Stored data
--------------------

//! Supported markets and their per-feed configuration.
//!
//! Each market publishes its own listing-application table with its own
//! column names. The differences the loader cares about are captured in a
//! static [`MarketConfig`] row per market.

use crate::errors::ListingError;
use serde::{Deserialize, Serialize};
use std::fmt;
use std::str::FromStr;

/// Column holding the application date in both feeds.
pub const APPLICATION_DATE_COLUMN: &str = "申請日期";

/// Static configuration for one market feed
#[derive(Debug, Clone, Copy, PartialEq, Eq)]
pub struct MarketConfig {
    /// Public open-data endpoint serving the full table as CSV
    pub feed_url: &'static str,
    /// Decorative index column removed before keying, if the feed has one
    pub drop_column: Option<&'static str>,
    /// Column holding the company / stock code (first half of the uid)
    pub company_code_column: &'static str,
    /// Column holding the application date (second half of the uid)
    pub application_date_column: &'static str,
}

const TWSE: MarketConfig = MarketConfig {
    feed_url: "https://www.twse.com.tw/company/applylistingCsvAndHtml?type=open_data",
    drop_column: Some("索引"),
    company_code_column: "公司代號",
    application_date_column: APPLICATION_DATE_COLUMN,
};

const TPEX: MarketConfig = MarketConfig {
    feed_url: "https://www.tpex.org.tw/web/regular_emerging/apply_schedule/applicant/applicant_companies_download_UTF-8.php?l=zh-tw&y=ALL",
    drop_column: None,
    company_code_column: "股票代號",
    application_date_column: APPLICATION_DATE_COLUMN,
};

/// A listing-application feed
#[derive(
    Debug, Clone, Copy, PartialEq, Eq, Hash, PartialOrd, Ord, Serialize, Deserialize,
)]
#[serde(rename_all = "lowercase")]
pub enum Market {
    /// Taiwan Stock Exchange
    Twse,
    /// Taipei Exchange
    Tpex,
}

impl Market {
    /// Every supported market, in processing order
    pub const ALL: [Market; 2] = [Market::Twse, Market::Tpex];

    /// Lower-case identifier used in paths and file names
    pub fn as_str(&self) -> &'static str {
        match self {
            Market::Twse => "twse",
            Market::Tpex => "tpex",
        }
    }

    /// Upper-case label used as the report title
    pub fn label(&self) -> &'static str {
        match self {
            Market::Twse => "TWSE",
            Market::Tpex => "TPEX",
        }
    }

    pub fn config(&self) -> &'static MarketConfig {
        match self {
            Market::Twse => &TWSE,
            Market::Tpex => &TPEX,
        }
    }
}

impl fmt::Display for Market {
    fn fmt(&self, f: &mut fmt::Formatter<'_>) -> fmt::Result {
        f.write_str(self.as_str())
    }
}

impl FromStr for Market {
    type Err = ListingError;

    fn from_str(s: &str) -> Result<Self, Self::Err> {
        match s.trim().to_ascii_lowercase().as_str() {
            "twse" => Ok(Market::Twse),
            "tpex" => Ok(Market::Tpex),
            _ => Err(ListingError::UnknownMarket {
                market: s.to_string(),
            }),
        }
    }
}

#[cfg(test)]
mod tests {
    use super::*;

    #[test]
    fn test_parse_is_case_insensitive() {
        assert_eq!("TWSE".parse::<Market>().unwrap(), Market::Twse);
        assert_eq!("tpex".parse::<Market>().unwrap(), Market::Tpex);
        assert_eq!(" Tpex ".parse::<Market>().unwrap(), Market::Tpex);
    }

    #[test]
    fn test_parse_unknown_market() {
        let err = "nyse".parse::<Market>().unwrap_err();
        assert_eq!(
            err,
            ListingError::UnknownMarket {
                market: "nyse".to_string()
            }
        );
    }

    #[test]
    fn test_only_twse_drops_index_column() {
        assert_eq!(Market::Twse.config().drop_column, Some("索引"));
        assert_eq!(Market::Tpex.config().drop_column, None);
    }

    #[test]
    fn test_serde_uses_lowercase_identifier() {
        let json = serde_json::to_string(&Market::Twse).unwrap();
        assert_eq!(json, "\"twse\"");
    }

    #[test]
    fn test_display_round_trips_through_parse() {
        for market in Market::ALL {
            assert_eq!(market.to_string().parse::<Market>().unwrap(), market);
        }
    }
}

--------------------

Goal of the exercise =
Within the records above, each line containing "table" is to be returned.

Result of this task =
//! Each market publishes its own listing-application table with its own
    /// Public open-data endpoint serving the full table as CSV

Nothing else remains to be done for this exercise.